Stored data entries:
________________________________________

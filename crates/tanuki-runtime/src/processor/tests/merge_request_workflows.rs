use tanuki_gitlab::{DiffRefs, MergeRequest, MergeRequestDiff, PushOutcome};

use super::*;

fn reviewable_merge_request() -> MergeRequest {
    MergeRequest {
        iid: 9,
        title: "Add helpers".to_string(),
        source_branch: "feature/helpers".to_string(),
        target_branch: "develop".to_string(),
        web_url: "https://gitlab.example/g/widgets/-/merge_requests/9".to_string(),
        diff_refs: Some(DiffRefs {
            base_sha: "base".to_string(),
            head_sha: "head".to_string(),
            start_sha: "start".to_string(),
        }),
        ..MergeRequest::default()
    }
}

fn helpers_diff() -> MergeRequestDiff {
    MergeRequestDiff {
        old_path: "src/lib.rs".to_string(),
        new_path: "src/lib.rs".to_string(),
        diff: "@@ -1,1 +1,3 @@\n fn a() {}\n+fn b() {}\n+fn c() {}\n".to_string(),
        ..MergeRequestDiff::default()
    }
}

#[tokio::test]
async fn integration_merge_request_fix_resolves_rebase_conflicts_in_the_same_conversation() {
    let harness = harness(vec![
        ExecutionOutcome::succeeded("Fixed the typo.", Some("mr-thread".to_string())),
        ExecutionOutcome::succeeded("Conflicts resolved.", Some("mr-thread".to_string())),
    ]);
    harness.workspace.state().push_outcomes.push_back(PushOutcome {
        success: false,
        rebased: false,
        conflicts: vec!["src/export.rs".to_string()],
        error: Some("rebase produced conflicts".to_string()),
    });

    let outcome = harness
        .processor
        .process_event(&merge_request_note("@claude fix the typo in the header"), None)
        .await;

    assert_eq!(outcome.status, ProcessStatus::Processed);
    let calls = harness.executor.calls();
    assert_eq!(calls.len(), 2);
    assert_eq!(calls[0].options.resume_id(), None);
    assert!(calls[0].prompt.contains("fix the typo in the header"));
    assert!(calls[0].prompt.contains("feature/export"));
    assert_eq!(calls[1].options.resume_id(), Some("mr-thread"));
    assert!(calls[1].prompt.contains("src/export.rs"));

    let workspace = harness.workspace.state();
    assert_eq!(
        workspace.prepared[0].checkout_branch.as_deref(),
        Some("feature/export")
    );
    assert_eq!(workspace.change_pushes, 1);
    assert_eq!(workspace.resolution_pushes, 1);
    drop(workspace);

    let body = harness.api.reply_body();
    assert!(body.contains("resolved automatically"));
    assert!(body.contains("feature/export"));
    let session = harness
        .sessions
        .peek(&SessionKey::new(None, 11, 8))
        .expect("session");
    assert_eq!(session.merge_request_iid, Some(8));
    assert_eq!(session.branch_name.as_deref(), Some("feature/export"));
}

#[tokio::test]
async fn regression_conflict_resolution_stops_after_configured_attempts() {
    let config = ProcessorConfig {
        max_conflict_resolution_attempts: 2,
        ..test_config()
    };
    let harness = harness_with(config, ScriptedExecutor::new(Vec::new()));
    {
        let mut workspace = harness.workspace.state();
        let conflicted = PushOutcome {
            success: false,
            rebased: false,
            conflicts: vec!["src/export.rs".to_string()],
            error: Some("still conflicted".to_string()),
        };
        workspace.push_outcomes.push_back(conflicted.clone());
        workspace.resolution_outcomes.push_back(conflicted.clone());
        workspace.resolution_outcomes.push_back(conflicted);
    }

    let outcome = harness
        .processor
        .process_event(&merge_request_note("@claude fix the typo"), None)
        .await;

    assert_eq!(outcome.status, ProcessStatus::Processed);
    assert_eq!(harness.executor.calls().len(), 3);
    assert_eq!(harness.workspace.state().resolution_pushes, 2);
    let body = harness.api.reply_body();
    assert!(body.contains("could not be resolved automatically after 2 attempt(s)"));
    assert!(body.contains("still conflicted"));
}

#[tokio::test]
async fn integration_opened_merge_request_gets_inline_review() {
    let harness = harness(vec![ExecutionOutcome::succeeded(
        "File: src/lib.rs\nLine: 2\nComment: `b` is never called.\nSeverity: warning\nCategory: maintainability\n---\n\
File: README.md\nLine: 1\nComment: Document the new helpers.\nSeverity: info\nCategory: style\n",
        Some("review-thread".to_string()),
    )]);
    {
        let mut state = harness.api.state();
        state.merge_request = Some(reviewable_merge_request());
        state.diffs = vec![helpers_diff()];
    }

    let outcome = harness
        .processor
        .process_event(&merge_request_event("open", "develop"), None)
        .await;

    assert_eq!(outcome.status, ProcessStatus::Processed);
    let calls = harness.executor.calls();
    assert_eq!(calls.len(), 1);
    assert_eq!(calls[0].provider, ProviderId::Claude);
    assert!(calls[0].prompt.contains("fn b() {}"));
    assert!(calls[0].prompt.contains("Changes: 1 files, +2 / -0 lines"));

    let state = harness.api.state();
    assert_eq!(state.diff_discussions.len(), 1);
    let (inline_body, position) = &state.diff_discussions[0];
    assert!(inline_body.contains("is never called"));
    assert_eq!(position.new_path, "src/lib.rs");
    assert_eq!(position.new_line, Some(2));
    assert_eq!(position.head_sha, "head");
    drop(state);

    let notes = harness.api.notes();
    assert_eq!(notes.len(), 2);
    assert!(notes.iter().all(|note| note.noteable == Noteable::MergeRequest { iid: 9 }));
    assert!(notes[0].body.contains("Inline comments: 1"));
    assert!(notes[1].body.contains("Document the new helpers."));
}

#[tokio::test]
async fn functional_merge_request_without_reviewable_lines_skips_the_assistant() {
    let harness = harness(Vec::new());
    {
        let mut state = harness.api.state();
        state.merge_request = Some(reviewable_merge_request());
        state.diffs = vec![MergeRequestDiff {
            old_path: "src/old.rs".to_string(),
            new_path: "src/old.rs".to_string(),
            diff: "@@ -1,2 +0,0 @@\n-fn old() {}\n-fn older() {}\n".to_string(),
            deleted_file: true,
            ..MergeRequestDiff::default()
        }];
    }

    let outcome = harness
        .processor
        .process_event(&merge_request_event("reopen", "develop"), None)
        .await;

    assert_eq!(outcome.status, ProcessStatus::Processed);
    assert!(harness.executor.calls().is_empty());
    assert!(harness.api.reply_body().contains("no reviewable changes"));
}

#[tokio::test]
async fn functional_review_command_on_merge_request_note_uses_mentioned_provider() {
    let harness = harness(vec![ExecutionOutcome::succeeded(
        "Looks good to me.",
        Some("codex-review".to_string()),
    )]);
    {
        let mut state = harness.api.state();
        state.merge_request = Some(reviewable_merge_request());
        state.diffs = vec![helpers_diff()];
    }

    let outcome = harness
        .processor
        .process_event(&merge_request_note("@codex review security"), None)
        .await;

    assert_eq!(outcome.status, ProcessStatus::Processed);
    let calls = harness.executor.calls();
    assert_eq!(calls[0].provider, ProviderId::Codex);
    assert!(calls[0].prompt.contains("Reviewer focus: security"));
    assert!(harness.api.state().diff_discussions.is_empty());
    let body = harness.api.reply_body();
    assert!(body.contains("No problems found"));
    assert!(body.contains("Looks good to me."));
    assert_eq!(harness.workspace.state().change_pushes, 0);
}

________________________________________

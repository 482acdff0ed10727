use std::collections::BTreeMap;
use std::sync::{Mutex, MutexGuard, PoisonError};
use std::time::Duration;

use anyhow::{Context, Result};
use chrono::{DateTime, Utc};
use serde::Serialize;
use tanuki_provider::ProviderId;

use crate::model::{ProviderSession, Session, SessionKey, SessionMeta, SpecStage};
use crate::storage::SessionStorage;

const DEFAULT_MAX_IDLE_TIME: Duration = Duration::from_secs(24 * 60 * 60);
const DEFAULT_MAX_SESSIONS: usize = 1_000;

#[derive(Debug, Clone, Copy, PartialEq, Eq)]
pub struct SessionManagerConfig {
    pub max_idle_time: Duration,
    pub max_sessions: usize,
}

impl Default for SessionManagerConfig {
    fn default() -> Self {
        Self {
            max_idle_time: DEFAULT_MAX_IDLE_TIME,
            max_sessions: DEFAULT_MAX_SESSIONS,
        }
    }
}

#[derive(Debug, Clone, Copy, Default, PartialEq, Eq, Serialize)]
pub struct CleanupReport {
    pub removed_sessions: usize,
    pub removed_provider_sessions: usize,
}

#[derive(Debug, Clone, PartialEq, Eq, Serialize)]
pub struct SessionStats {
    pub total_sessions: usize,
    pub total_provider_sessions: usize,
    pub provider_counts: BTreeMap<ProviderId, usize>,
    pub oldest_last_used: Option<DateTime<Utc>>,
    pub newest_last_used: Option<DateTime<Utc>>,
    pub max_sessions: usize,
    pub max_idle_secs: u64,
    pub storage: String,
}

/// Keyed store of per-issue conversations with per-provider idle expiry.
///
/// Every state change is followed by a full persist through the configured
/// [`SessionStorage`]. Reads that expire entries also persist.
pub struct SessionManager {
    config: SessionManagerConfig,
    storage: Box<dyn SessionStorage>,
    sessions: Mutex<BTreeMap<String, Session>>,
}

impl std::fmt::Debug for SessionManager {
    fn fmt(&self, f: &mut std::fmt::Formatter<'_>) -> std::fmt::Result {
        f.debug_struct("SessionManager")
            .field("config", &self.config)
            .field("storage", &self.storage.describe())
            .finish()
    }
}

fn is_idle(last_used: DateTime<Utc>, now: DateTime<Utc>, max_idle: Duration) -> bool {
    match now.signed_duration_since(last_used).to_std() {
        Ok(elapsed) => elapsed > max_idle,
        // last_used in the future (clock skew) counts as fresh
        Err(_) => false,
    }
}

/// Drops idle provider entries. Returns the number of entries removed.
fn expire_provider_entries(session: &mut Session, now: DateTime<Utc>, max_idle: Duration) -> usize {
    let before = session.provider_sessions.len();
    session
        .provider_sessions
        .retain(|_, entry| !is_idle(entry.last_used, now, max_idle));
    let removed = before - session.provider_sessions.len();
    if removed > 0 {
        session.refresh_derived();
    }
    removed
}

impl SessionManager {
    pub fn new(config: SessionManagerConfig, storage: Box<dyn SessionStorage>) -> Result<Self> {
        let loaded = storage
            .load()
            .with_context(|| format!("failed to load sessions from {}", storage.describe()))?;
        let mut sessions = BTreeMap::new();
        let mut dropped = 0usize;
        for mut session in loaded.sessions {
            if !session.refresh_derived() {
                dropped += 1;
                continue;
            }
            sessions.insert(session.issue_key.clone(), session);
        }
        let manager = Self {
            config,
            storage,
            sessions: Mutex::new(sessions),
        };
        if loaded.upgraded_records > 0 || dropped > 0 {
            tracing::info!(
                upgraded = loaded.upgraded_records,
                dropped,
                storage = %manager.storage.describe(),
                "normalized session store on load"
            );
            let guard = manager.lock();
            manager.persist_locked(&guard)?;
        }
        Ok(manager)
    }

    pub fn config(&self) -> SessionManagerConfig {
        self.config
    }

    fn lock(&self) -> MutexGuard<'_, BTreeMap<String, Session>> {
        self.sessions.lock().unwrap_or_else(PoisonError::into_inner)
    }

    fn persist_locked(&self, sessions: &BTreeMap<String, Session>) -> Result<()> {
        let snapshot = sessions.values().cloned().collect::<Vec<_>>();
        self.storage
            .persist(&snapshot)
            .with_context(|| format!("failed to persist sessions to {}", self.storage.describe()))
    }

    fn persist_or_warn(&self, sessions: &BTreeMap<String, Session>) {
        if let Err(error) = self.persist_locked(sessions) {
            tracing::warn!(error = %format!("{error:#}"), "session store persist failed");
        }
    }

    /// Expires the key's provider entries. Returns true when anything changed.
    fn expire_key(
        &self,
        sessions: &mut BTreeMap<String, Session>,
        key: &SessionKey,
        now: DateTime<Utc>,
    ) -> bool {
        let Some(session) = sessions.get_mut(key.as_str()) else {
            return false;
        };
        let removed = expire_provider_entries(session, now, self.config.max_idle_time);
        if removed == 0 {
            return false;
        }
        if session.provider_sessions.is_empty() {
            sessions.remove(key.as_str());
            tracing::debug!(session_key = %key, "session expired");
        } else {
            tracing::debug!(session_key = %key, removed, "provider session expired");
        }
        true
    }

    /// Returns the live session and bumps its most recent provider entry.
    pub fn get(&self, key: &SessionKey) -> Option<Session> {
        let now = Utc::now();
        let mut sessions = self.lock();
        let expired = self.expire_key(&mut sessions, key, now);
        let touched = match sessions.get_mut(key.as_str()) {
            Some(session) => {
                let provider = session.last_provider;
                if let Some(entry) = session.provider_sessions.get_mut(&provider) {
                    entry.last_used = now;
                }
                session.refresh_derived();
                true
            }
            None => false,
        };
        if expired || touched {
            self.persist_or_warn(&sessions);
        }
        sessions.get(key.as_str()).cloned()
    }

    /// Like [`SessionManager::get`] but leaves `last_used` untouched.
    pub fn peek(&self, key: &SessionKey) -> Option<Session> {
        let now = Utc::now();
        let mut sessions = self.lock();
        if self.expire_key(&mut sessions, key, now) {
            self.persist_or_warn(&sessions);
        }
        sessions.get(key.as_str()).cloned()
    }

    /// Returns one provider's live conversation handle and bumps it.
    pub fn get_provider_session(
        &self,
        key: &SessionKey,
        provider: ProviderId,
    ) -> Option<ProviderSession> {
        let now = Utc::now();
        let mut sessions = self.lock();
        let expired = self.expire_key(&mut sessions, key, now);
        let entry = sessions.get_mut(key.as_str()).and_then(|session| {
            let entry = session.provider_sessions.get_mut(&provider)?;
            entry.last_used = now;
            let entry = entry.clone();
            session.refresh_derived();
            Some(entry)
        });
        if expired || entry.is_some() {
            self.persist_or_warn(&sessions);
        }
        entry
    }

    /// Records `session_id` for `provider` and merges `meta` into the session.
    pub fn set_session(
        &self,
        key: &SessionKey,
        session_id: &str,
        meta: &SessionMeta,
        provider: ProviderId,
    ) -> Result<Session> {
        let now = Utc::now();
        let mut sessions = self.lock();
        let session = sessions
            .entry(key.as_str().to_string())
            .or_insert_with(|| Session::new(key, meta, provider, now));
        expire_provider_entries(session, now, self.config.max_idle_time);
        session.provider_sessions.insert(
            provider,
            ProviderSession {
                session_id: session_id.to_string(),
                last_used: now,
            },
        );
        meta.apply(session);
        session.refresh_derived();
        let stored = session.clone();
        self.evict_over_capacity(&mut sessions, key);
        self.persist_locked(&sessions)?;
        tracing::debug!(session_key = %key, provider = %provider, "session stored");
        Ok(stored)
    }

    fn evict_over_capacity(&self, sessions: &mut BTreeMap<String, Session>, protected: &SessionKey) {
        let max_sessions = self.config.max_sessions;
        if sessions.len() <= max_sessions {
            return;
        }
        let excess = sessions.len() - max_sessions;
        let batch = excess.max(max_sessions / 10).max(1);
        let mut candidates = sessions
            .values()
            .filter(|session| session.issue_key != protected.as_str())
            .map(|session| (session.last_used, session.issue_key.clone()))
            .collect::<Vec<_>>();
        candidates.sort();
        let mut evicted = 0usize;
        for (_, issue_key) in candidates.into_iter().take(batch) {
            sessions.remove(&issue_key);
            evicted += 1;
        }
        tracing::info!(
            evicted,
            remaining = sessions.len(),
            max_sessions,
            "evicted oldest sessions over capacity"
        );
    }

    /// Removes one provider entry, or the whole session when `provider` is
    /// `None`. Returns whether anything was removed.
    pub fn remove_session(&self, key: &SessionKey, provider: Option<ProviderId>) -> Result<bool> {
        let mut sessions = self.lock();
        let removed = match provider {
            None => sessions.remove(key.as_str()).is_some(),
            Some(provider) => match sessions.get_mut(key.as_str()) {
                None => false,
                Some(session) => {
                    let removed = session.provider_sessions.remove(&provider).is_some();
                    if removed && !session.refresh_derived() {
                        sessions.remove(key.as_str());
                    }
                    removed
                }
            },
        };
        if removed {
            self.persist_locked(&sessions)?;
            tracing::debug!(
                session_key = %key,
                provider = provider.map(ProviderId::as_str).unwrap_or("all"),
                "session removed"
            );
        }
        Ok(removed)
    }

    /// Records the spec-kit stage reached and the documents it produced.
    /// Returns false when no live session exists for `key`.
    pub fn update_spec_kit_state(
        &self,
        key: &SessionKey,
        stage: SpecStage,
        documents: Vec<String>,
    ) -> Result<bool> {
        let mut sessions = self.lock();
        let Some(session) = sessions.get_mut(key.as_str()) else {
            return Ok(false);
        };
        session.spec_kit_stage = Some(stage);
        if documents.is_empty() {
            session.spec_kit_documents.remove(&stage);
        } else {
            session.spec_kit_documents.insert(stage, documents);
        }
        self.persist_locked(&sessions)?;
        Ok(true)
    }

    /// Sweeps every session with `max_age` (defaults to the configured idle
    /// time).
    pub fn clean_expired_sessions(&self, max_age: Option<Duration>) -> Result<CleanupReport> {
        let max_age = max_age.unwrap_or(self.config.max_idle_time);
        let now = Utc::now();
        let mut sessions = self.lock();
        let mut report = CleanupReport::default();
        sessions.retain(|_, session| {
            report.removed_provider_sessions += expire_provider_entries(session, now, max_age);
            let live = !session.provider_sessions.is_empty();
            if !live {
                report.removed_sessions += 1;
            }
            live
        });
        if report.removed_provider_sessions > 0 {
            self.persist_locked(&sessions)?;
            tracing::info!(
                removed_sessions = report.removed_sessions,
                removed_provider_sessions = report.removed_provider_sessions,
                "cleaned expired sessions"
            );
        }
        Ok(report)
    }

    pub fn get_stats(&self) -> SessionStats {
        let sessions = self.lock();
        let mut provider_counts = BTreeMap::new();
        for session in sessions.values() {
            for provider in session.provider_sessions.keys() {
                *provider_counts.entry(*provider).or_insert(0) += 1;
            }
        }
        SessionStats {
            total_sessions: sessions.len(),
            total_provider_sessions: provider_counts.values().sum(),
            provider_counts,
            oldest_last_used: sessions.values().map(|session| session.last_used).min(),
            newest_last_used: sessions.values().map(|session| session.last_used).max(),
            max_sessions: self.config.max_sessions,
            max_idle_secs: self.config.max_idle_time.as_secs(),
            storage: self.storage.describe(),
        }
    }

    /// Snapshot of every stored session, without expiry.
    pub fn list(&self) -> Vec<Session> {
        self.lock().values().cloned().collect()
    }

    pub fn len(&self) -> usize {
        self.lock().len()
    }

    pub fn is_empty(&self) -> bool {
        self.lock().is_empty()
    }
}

________________________________________

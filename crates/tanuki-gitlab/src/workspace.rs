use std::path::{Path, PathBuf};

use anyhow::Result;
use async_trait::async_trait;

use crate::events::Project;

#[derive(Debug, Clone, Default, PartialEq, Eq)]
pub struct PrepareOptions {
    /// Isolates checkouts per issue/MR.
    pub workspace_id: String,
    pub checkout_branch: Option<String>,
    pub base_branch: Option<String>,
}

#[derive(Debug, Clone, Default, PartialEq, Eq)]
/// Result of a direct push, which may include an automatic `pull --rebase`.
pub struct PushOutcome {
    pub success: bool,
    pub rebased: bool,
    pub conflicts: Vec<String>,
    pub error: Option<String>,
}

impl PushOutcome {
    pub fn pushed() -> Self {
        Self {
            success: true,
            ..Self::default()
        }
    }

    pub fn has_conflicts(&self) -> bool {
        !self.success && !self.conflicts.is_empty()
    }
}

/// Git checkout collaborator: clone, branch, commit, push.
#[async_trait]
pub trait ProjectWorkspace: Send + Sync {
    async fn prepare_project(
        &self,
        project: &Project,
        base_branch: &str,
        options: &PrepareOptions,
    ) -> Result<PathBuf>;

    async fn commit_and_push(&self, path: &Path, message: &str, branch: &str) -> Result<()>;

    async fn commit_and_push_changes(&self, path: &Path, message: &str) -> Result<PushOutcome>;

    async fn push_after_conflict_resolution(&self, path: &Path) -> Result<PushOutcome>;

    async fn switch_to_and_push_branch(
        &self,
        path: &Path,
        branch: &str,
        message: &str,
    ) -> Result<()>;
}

________________________________________

* INSTRUCTIONS TO FOLLOW *
Exactly how many lines in the records above hold the string "match"? Reply with that number only.

* THE COMPLETED TASK *
4